Die amerikanische Komponistin, Bandleaderin, Pianistin und Organistin Carla Bley erhält die German Jazz Trophy „A Life for Jazz“ 2009. Ihre Musik für Big Band und diverse kleinere Ensembles steht seit vielen Jahrzehnten auf den Programmen europäischer und insbesondere deutscher Festivals und Konzerthäuser. In ihren Kompositionen und Arrangements verbindet sie teils auf groteske, teils auf ironisierende Art und Weise Elemente aus Jazz, Rock und europäischer Moderne. Hintersinnige kabarettistische und auch poetische Texte spielen eine wichtige Rolle in ihrem Schaffen.
Alles zusammen verhalf ihrer Musik, angesiedelt zwischen dem Freejazz der 70er-Jahre und simplen Rocksongs, hierzulande zu einem generationenübergreifenden Publikum.
So unkonventionell die Musik der Bley bis heute ist, so unkonventionell verlief ihr Leben. Carla Bley, geborene Borg, wurde 1938 in Oakland, Kalifornien, in ein Musikerelternhaus hinein geboren. Ihre Eltern hatten sich am Moody Bible Institute in Chicago kennengelernt und so waren ihre ersten Lebensjahre sowohl mit Musik als auch mit Religion ausgefüllt. Mit vier Jahren spielte sie in der Kirche Klavier, sang im Kirchenchor und spielte – sobald sie groß genug war, um an Tasten und Pedale zu reichen – Orgel bei Hochzeiten und Begräbnissen. Mit 12, so ist es überliefert, interessierte sie sich verstärkt für Roller Skating und verbrachte die nächsten drei Jahre mit dem Training für Wettkämpfe. Neben der Schule hatte Carla einen Job als Pianistin: Sie begleitete eine Tanzklasse. Mit 15 Jahren verließ sie die Schule und arbeitete als Bedienung in einem Musikladen. Sie begleitete einen Folksänger und spielte Soloklavier in Bars. Spuren ihrer unakademischen musikalischen Ausbildung scheinen in Bleys Musik immer wieder auf und sind die Keimzelle ihrer ganz individuellen Klangsprache.
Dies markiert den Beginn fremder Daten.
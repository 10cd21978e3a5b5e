//! Logging system initialization
//!
//! Sets up `tracing` according to [`LoggingConfig`]: console or file output,
//! optional daily rotation, text or JSON format.

use std::io::Write;
use std::path::Path;

use tracing_appender::non_blocking::WorkerGuard;
use tracing_appender::rolling;

use crate::config::LoggingConfig;

type BoxedWriter = Box<dyn Write + Send + Sync>;

/// Build the log writer, falling back to stderr when the file can't be opened
fn build_writer(config: &LoggingConfig) -> BoxedWriter {
    let Some(log_file) = config.file.as_deref().filter(|f| !f.is_empty()) else {
        return Box::new(std::io::stderr());
    };

    let path = Path::new(log_file);
    if config.enable_rotation {
        let dir = path.parent().unwrap_or(Path::new("."));
        let prefix = path
            .file_name()
            .and_then(|f| f.to_str())
            .unwrap_or("quicktab.log")
            .trim_end_matches(".log")
            .to_string();

        match rolling::Builder::new()
            .rotation(rolling::Rotation::DAILY)
            .filename_prefix(prefix)
            .filename_suffix("log")
            .max_log_files(config.max_backups as usize)
            .build(dir)
        {
            Ok(appender) => Box::new(appender),
            Err(e) => {
                eprintln!("[WARN] Failed to create rolling log appender: {}", e);
                Box::new(std::io::stderr())
            }
        }
    } else {
        match std::fs::OpenOptions::new()
            .create(true)
            .append(true)
            .open(path)
        {
            Ok(file) => Box::new(file),
            Err(e) => {
                eprintln!("[WARN] Failed to open log file {}: {}", log_file, e);
                Box::new(std::io::stderr())
            }
        }
    }
}

/// Initialize logging system based on configuration
///
/// `RUST_LOG` overrides the configured level. Call once at startup.
///
/// # Returns
/// * `WorkerGuard` - keep it alive until exit so buffered lines are flushed
pub fn init_logging(config: &LoggingConfig) -> WorkerGuard {
    let (non_blocking_writer, guard) = tracing_appender::non_blocking(build_writer(config));

    let filter = tracing_subscriber::EnvFilter::try_from_default_env()
        .unwrap_or_else(|_| tracing_subscriber::EnvFilter::new(config.level.clone()));

    let subscriber_builder = tracing_subscriber::fmt()
        .with_writer(non_blocking_writer)
        .with_env_filter(filter)
        .with_level(true)
        .with_ansi(config.file.as_ref().is_none_or(|f| f.is_empty()));

    let result = if config.format == "json" {
        subscriber_builder.json().try_init()
    } else {
        subscriber_builder.try_init()
    };
    if let Err(e) = result {
        eprintln!("[WARN] Logging already initialized: {}", e);
    }

    guard
}

#[cfg(test)]
mod tests {
    use super::*;

    #[test]
    fn test_plain_file_writer() {
        let dir = tempfile::tempdir().unwrap();
        let path = dir.path().join("quicktab.log");
        let config = LoggingConfig {
            file: Some(path.to_string_lossy().into_owned()),
            enable_rotation: false,
            ..LoggingConfig::default()
        };

        let mut writer = build_writer(&config);
        writer.write_all(b"hello\n").unwrap();
        writer.flush().unwrap();
        drop(writer);

        assert_eq!(std::fs::read_to_string(&path).unwrap(), "hello\n");
    }
}
use std::fmt;

#[derive(Debug, Clone, PartialEq, Eq)]
pub enum QuicktabError {
    Validation(String),
    NotFound(String),
    Storage(String),
    FileOperation(String),
    Serialization(String),
    IconFetch(String),
    Config(String),
}

impl QuicktabError {
    /// 获取错误代码
    pub fn code(&self) -> &'static str {
        match self {
            QuicktabError::Validation(_) => "E001",
            QuicktabError::NotFound(_) => "E002",
            QuicktabError::Storage(_) => "E003",
            QuicktabError::FileOperation(_) => "E004",
            QuicktabError::Serialization(_) => "E005",
            QuicktabError::IconFetch(_) => "E006",
            QuicktabError::Config(_) => "E007",
        }
    }

    /// 获取错误类型名称
    pub fn error_type(&self) -> &'static str {
        match self {
            QuicktabError::Validation(_) => "Validation Error",
            QuicktabError::NotFound(_) => "Resource Not Found",
            QuicktabError::Storage(_) => "Storage Error",
            QuicktabError::FileOperation(_) => "File Operation Error",
            QuicktabError::Serialization(_) => "Serialization Error",
            QuicktabError::IconFetch(_) => "Icon Fetch Error",
            QuicktabError::Config(_) => "Configuration Error",
        }
    }

    /// 获取错误详情
    pub fn message(&self) -> &str {
        match self {
            QuicktabError::Validation(msg)
            | QuicktabError::NotFound(msg)
            | QuicktabError::Storage(msg)
            | QuicktabError::FileOperation(msg)
            | QuicktabError::Serialization(msg)
            | QuicktabError::IconFetch(msg)
            | QuicktabError::Config(msg) => msg,
        }
    }

    /// Whether the caller rejected the request (as opposed to an I/O failure)
    pub fn is_rejection(&self) -> bool {
        matches!(
            self,
            QuicktabError::Validation(_) | QuicktabError::NotFound(_)
        )
    }

    /// 格式化为彩色输出
    pub fn format_colored(&self) -> String {
        use colored::Colorize;
        format!(
            "{} {} {}\n  {}",
            "[ERROR]".red().bold(),
            self.code().yellow(),
            self.error_type().red(),
            self.message().white()
        )
    }

    /// 格式化为简洁输出
    pub fn format_simple(&self) -> String {
        format!("{}: {}", self.error_type(), self.message())
    }
}

impl fmt::Display for QuicktabError {
    fn fmt(&self, f: &mut fmt::Formatter<'_>) -> fmt::Result {
        write!(f, "{}", self.format_simple())
    }
}

impl std::error::Error for QuicktabError {}

// 便捷的构造函数
impl QuicktabError {
    pub fn validation<T: Into<String>>(msg: T) -> Self {
        QuicktabError::Validation(msg.into())
    }

    pub fn not_found<T: Into<String>>(msg: T) -> Self {
        QuicktabError::NotFound(msg.into())
    }

    pub fn storage<T: Into<String>>(msg: T) -> Self {
        QuicktabError::Storage(msg.into())
    }

    pub fn file_operation<T: Into<String>>(msg: T) -> Self {
        QuicktabError::FileOperation(msg.into())
    }

    pub fn serialization<T: Into<String>>(msg: T) -> Self {
        QuicktabError::Serialization(msg.into())
    }

    pub fn icon_fetch<T: Into<String>>(msg: T) -> Self {
        QuicktabError::IconFetch(msg.into())
    }

    pub fn config<T: Into<String>>(msg: T) -> Self {
        QuicktabError::Config(msg.into())
    }
}

impl From<std::io::Error> for QuicktabError {
    fn from(err: std::io::Error) -> Self {
        QuicktabError::FileOperation(err.to_string())
    }
}

impl From<serde_json::Error> for QuicktabError {
    fn from(err: serde_json::Error) -> Self {
        QuicktabError::Serialization(err.to_string())
    }
}

pub type Result<T> = std::result::Result<T, QuicktabError>;

#[cfg(test)]
mod tests {
    use super::*;

    #[test]
    fn test_codes_are_distinct() {
        let all = [
            QuicktabError::validation("a"),
            QuicktabError::not_found("a"),
            QuicktabError::storage("a"),
            QuicktabError::file_operation("a"),
            QuicktabError::serialization("a"),
            QuicktabError::icon_fetch("a"),
            QuicktabError::config("a"),
        ];
        let codes: std::collections::HashSet<_> = all.iter().map(|e| e.code()).collect();
        assert_eq!(codes.len(), all.len());
    }

    #[test]
    fn test_format_simple() {
        let err = QuicktabError::validation("name cannot be empty");
        assert_eq!(err.to_string(), "Validation Error: name cannot be empty");
        assert!(err.is_rejection());
        assert!(!QuicktabError::storage("disk full").is_rejection());
    }

    #[test]
    fn test_format_colored_carries_code() {
        let out = QuicktabError::not_found("No link at position 3.1").format_colored();
        assert!(out.contains("E002"));
        assert!(out.contains("No link at position 3.1"));
    }

    #[test]
    fn test_from_serde_error() {
        let err: QuicktabError = serde_json::from_str::<u32>("nope").unwrap_err().into();
        assert_eq!(err.code(), "E005");
    }
}
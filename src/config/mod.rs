mod r#impl;
mod structs;

pub use r#impl::{get_config, init_config};
pub use structs::*;
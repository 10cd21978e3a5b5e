//! URL 验证模块
//!
//! 链接必须是可解析的绝对 URL，并阻止可执行脚本的协议

use url::Url;

/// URL 验证错误
#[derive(Debug, PartialEq, Eq)]
pub enum UrlValidationError {
    EmptyUrl,
    DangerousProtocol(String),
    InvalidFormat(String),
}

impl std::fmt::Display for UrlValidationError {
    fn fmt(&self, f: &mut std::fmt::Formatter<'_>) -> std::fmt::Result {
        match self {
            Self::EmptyUrl => write!(f, "URL cannot be empty"),
            Self::DangerousProtocol(proto) => {
                write!(f, "Dangerous protocol blocked: {}", proto)
            }
            Self::InvalidFormat(msg) => write!(f, "Invalid URL format: {}", msg),
        }
    }
}

impl std::error::Error for UrlValidationError {}

/// 危险协议列表（data:/blob: 链接可在新标签页中打开，保留）
const DANGEROUS_PROTOCOLS: &[&str] = &["javascript:", "vbscript:"];

/// 验证链接 URL
///
/// 检查项目：
/// 1. URL 不为空
/// 2. 不是危险协议（javascript:, vbscript:）
/// 3. 可以解析为绝对 URL
pub fn validate_url(url: &str) -> Result<Url, UrlValidationError> {
    let url = url.trim();

    if url.is_empty() {
        return Err(UrlValidationError::EmptyUrl);
    }

    let url_lower = url.to_lowercase();
    for proto in DANGEROUS_PROTOCOLS {
        if url_lower.starts_with(proto) {
            return Err(UrlValidationError::DangerousProtocol(proto.to_string()));
        }
    }

    Url::parse(url).map_err(|e| UrlValidationError::InvalidFormat(e.to_string()))
}

/// Host of `url` without a leading `www.`, used for favicon lookups
pub fn favicon_domain(url: &str) -> Option<String> {
    let parsed = Url::parse(url.trim()).ok()?;
    let host = parsed.host_str()?;
    let host = host.strip_prefix("www.").unwrap_or(host);
    if host.is_empty() {
        None
    } else {
        Some(host.to_string())
    }
}
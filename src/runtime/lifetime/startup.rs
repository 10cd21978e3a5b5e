//! Startup preparation
//!
//! Builds the storage backend and loads the link store from it.

use anyhow::{Context, Result};
use tracing::{debug, info};

use crate::config::StaticConfig;
use crate::services::{LinkSettings, LinkStore};
use crate::storage::StorageFactory;

/// 准备 LinkStore：创建存储后端并加载已保存的链接
pub async fn prepare_store(config: &StaticConfig) -> Result<LinkStore> {
    let start_time = std::time::Instant::now();
    debug!("Preparing link store...");

    let kv = StorageFactory::create(&config.storage)
        .await
        .with_context(|| {
            format!(
                "Failed to create '{}' storage backend at {}",
                config.storage.backend, config.storage.path
            )
        })?;
    info!("Using storage backend: {}", kv.backend_name());

    let store = LinkStore::load(kv, LinkSettings::from(&config.links)).await;

    debug!(
        "Link store ready in {:?}: {} links",
        start_time.elapsed(),
        store.grid().link_count()
    );
    Ok(store)
}
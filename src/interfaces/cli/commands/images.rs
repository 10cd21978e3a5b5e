//! Uploaded image commands

use std::path::Path;

use colored::Colorize;

use crate::cli::ImageCommands;
use crate::interfaces::cli::CliError;
use crate::services::LinkStore;

pub async fn run_image_command(
    store: &mut LinkStore,
    action: ImageCommands,
) -> Result<(), CliError> {
    match action {
        ImageCommands::Add { file, name } => {
            let payload = tokio::fs::read(&file).await.map_err(|e| {
                CliError::StorageError(format!("Failed to read image '{}': {}", file, e))
            })?;

            let name = name.unwrap_or_else(|| {
                Path::new(&file)
                    .file_stem()
                    .map(|s| s.to_string_lossy().into_owned())
                    .unwrap_or_default()
            });
            let id = store.add_uploaded_image(&name, &payload).await?;

            println!(
                "{} Uploaded image {} as {}",
                "✓".bold().green(),
                name.cyan(),
                id.magenta()
            );
            println!(
                "{} Use it with: quicktab add <NAME> <URL> --kind upload --icon {}",
                "ℹ".bold().blue(),
                id
            );
            Ok(())
        }

        ImageCommands::Remove { id } => match store.remove_uploaded_image(&id).await {
            Some(image) => {
                println!(
                    "{} Removed uploaded image: {} ({})",
                    "✓".bold().green(),
                    image.name.cyan(),
                    id.magenta()
                );
                Ok(())
            }
            None => Err(CliError::CommandError(format!(
                "Uploaded image does not exist: {}",
                id
            ))),
        },

        ImageCommands::List => {
            let images = store.images();
            if images.is_empty() {
                println!("{} No uploaded images", "ℹ".bold().blue());
                return Ok(());
            }

            println!("{}", "Uploaded images:".bold().green());
            for (id, image) in images {
                println!(
                    "  {} {} {}",
                    id.magenta(),
                    image.name.cyan(),
                    format!(
                        "({} bytes, {})",
                        image.data.len(),
                        image.timestamp.format("%Y-%m-%d %H:%M:%S UTC")
                    )
                    .dimmed()
                );
            }
            println!(
                "{} Total {} images",
                "ℹ".bold().blue(),
                images.len().to_string().green()
            );
            Ok(())
        }

        ImageCommands::Clear => {
            let count = store.images().len();
            store.clear_uploaded_images().await;
            println!(
                "{} Removed {} uploaded images",
                "✓".bold().green(),
                count.to_string().green()
            );
            Ok(())
        }
    }
}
Zahlreiche CD-Veröffentlichungen dokumentieren ihren Werdegang lückenlos. Besonders hervorzuheben sind ihre Jazzoper „Escalator over the Hill“, die sie mit dem Jazz Composers Orchestra aufführte, aber auch einige frühe Stücke wie „Ictus“, „Jesus Maria“ und „In The Mornings Out There“, die sie u.a. für Jimmy Giuffre, George Russell, Art Farmer, Gary Burton und ihren damaligen Mann, den Pianisten Paul Bley, schrieb.
Später gründete sie „The Carla Bley Big Band“, die vom angesehenen Jazzkritiker Nat Hentoff gleich hinter denen von Duke Ellington und Charles Mingus gereiht wurde. In den vergangenen Jahrzehnten arbeitete sie bevorzugt mit kleineren Ensembles, etwa dem Doppelquartett 4x4, den Lost Chords u.a. Bei fast allen Produktionen der letzten beiden Jahrzehnte wirkte der E-Bassist Steve Swallow mit, mit dem sie auch privat verbunden ist.
Bei der Verleihung der German Jazz Trophy 2009 am 24. November an Carla Bley im Gustav-Siegle-Haus in Stuttgart wird die Künstlerin zusammen mit ihrer aktuellen Band „Lost Chords“ auftreten. Zur Besetzung zählen Steve Swallow am Bass, Andy Sheppard, Saxophon, und Billy Drummond, Schlagzeug. Den Jazzpreis, eine Statue des Stuttgarter Bildhauers Otto Herbert Hajek, verleiht die Sparda-Bank Baden-Württemberg gemeinsam mit der Jazzzeitung (ConBrio Verlagsgesellschaft, Regensburg) und der Kulturgesellschaft Musik + Wort e.V. Stuttgart. Bisherige Preisträger waren Prof. Erwin Lehn, Paul Kuhn, Toots Thielemans, Wolfgang Dauner, Kenny Wheeler, Dick Hyman, Jean-Luc Ponty und Hugo Strasser.